Collected data entries
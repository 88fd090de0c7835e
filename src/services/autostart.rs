//! Autostart policy.
//!
//! The user autostart directory holds copies of desktop entries that the
//! session starts automatically. API mutations copy the file in (or
//! delete the copy) and rewrite the copy so `Hidden=false` plus the
//! bookkeeping keys are guaranteed. A directory watcher reconciles
//! external edits by set-difference against the last snapshot; the
//! `dbus_called` flag keeps API-originated changes from re-emitting.

use crate::error::LaunchdError;
use capy_apps::desktop_entry::{DesktopEntry, MAIN_GROUP};
use capy_apps::paths;
use log::{debug, warn};
use std::collections::{HashMap, HashSet};
use std::fs;
use std::path::{Path, PathBuf};
use std::sync::Mutex;

const DESKTOP_SUFFIX: &str = ".desktop";
const KEY_CREATED_BY: &str = "X-Deepin-CreatedBy";
const KEY_APP_ID: &str = "X-Deepin-AppID";

/// Autostart set changes, surfaced as the AutostartChanged signal.
#[derive(Clone, Debug, PartialEq, Eq)]
pub enum AutostartChange {
    Added(PathBuf),
    Removed(PathBuf),
}

struct AutostartState {
    /// Files currently present in the user autostart directory.
    snapshot: HashSet<PathBuf>,
    /// Original desktop path -> autostart copy. Partial: presence implies
    /// the copy exists.
    desktop_to_autostart: HashMap<PathBuf, PathBuf>,
    /// Set while an API mutation is in flight so the watcher does not
    /// re-emit it.
    dbus_called: bool,
}

pub struct AutostartManager {
    user_dir: PathBuf,
    system_dirs: Vec<PathBuf>,
    app_dirs: Vec<PathBuf>,
    /// Written into the `X-Deepin-CreatedBy` key of every copy.
    service_name: String,
    state: Mutex<AutostartState>,
    event_tx: tokio::sync::broadcast::Sender<AutostartChange>,
}

impl AutostartManager {
    pub fn new(
        user_dir: PathBuf,
        system_dirs: Vec<PathBuf>,
        app_dirs: Vec<PathBuf>,
        service_name: &str,
    ) -> Self {
        let snapshot = list_desktop_files(&user_dir);
        let mut desktop_to_autostart = HashMap::new();
        for copy in &snapshot {
            if let Some(original) = find_original(&app_dirs, copy) {
                desktop_to_autostart.insert(original, copy.clone());
            }
        }

        let (tx, _) = tokio::sync::broadcast::channel(16);
        Self {
            user_dir,
            system_dirs,
            app_dirs,
            service_name: service_name.to_string(),
            state: Mutex::new(AutostartState {
                snapshot,
                desktop_to_autostart,
                dbus_called: false,
            }),
            event_tx: tx,
        }
    }

    /// Manager over the XDG autostart and application directories.
    pub fn from_env(service_name: &str) -> Self {
        let mut autostart_dirs = paths::autostart_directories();
        let user_dir = autostart_dirs.remove(0);
        Self::new(
            user_dir,
            autostart_dirs,
            paths::application_directories(),
            service_name,
        )
    }

    pub fn user_dir(&self) -> &Path {
        &self.user_dir
    }

    pub fn subscribe(&self) -> tokio::sync::broadcast::Receiver<AutostartChange> {
        self.event_tx.subscribe()
    }

    /// Copy a desktop entry into the autostart directory.
    pub fn add(&self, desktop: &Path) -> Result<(), LaunchdError> {
        let file_name = validated_file_name(desktop)?;
        if !desktop.is_file() || !self.app_dirs.iter().any(|dir| desktop.starts_with(dir)) {
            return Err(LaunchdError::NotFound(format!(
                "{} under the application directories",
                desktop.display()
            )));
        }
        if self.is_autostart(desktop) {
            return Err(LaunchdError::AlreadyPresent(desktop.display().to_string()));
        }

        let copy = self.user_dir.join(file_name);
        let app_id = file_name
            .strip_suffix(DESKTOP_SUFFIX)
            .unwrap_or(file_name)
            .to_string();

        {
            let mut state = self.state.lock().unwrap();
            state.dbus_called = true;
        }

        fs::create_dir_all(&self.user_dir)?;
        fs::copy(desktop, &copy)?;
        rewrite_copy(&copy, &self.service_name, &app_id)?;

        let mut state = self.state.lock().unwrap();
        state.snapshot.insert(copy.clone());
        state
            .desktop_to_autostart
            .insert(desktop.to_path_buf(), copy);
        drop(state);

        let _ = self
            .event_tx
            .send(AutostartChange::Added(desktop.to_path_buf()));
        Ok(())
    }

    /// Delete the autostart copy of a desktop entry.
    pub fn remove(&self, desktop: &Path) -> Result<(), LaunchdError> {
        let file_name = validated_file_name(desktop)?;
        let copy = self.user_dir.join(file_name);
        if !copy.is_file() {
            return Err(LaunchdError::NotFound(format!(
                "{} in the autostart list",
                desktop.display()
            )));
        }

        {
            let mut state = self.state.lock().unwrap();
            state.dbus_called = true;
        }

        fs::remove_file(&copy).map_err(|err| match err.kind() {
            std::io::ErrorKind::PermissionDenied => {
                LaunchdError::PermissionDenied(copy.display().to_string())
            }
            _ => LaunchdError::Io(err),
        })?;

        let mut state = self.state.lock().unwrap();
        state.snapshot.remove(&copy);
        state.desktop_to_autostart.remove(desktop);
        drop(state);

        let _ = self
            .event_tx
            .send(AutostartChange::Removed(desktop.to_path_buf()));
        Ok(())
    }

    /// Whether a desktop entry currently autostarts: its copy exists,
    /// parses, and is not hidden.
    pub fn is_autostart(&self, desktop: &Path) -> bool {
        let Some(file_name) = desktop.file_name() else {
            return false;
        };

        std::iter::once(&self.user_dir)
            .chain(self.system_dirs.iter())
            .map(|dir| dir.join(file_name))
            .filter(|copy| copy.is_file())
            .any(|copy| match DesktopEntry::parse(&copy) {
                Ok((entry, _)) => !entry.hidden(),
                Err(_) => false,
            })
    }

    /// Entries that will start with the session: present, valid, not
    /// hidden, and shown on the current desktop. User copies shadow
    /// system ones of the same name.
    pub fn autostart_list(&self) -> Vec<PathBuf> {
        let desktops = paths::current_desktops();
        let mut seen = HashSet::new();
        let mut out = Vec::new();

        for dir in std::iter::once(&self.user_dir).chain(self.system_dirs.iter()) {
            for path in list_desktop_files(dir) {
                let Some(name) = path.file_name().map(|n| n.to_os_string()) else {
                    continue;
                };
                if !seen.insert(name) {
                    continue;
                }
                match DesktopEntry::parse(&path) {
                    Ok((entry, _)) if !entry.hidden() && entry.should_show_in(&desktops) => {
                        out.push(path);
                    }
                    Ok(_) => {}
                    Err(err) => debug!("skipping autostart entry {}: {err}", path.display()),
                }
            }
        }

        out
    }

    /// Reconcile the user directory against the last snapshot after a
    /// watcher event. API-originated changes only refresh the snapshot.
    pub fn reconcile(&self) {
        let current = list_desktop_files(&self.user_dir);
        let mut changes = Vec::new();

        {
            let mut state = self.state.lock().unwrap();

            if state.dbus_called {
                state.dbus_called = false;
                state.snapshot = current;
                return;
            }

            let removed: Vec<PathBuf> = state
                .snapshot
                .difference(&current)
                .cloned()
                .collect();
            let added: Vec<PathBuf> = current
                .difference(&state.snapshot)
                .cloned()
                .collect();

            for copy in removed {
                let original = state
                    .desktop_to_autostart
                    .iter()
                    .find(|(_, v)| **v == copy)
                    .map(|(k, _)| k.clone())
                    .or_else(|| find_original(&self.app_dirs, &copy));
                if let Some(original) = original {
                    state.desktop_to_autostart.remove(&original);
                    changes.push(AutostartChange::Removed(original));
                } else {
                    debug!("no original found for removed {}", copy.display());
                }
            }

            for copy in added {
                let app_id = copy
                    .file_stem()
                    .map(|stem| stem.to_string_lossy().into_owned())
                    .unwrap_or_default();
                if let Err(err) = rewrite_copy(&copy, &self.service_name, &app_id) {
                    warn!("could not rewrite {}: {err}", copy.display());
                }

                let original = find_original(&self.app_dirs, &copy).unwrap_or_else(|| copy.clone());
                state
                    .desktop_to_autostart
                    .insert(original.clone(), copy.clone());
                changes.push(AutostartChange::Added(original));
            }

            state.snapshot = current;
        }

        for change in changes {
            let _ = self.event_tx.send(change);
        }
    }
}

fn validated_file_name(desktop: &Path) -> Result<&str, LaunchdError> {
    desktop
        .file_name()
        .and_then(|name| name.to_str())
        .filter(|name| name.ends_with(DESKTOP_SUFFIX))
        .ok_or_else(|| {
            LaunchdError::InvalidDesktop(format!("{} is not a desktop path", desktop.display()))
        })
}

fn list_desktop_files(dir: &Path) -> HashSet<PathBuf> {
    let Ok(read) = fs::read_dir(dir) else {
        return HashSet::new();
    };
    read.filter_map(|e| e.ok())
        .map(|e| e.path())
        .filter(|p| {
            p.is_file() && p.extension().and_then(|e| e.to_str()) == Some("desktop")
        })
        .collect()
}

/// Locate the installed entry an autostart copy came from, by file name.
fn find_original(app_dirs: &[PathBuf], copy: &Path) -> Option<PathBuf> {
    let file_name = copy.file_name()?;
    app_dirs
        .iter()
        .map(|dir| dir.join(file_name))
        .find(|candidate| candidate.is_file())
}

/// Guarantee `Hidden=false` and the bookkeeping keys in the main group of
/// an autostart copy.
fn rewrite_copy(path: &Path, service_name: &str, app_id: &str) -> Result<(), LaunchdError> {
    let content = fs::read_to_string(path)?;
    let rewritten = set_main_group_keys(
        &content,
        &[
            ("Hidden", "false"),
            (KEY_CREATED_BY, service_name),
            (KEY_APP_ID, app_id),
        ],
    );
    fs::write(path, rewritten)?;
    Ok(())
}

/// Set keys inside the `[Desktop Entry]` group of key-file text, replacing
/// existing lines and appending missing ones at the end of the group.
fn set_main_group_keys(content: &str, keys: &[(&str, &str)]) -> String {
    let mut lines: Vec<String> = content.lines().map(str::to_string).collect();
    let header = format!("[{MAIN_GROUP}]");

    let start = match lines.iter().position(|line| line.trim() == header) {
        Some(pos) => pos + 1,
        None => {
            // No main group at all; create one up front.
            lines.insert(0, header);
            1
        }
    };
    let end = lines[start..]
        .iter()
        .position(|line| line.trim().starts_with('['))
        .map(|offset| start + offset)
        .unwrap_or(lines.len());

    let mut insert_at = end;
    for (key, value) in keys {
        let existing = lines[start..end].iter().position(|line| {
            line.split_once('=')
                .is_some_and(|(k, _)| k.trim() == *key)
        });
        match existing {
            Some(offset) => lines[start + offset] = format!("{key}={value}"),
            None => {
                lines.insert(insert_at, format!("{key}={value}"));
                insert_at += 1;
            }
        }
    }

    let mut out = lines.join("\n");
    out.push('\n');
    out
}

* [Goal of the exercise]: Among the lines in the data above, find those containing "subscribe" and give only how many there are.

* [Answer space]: 2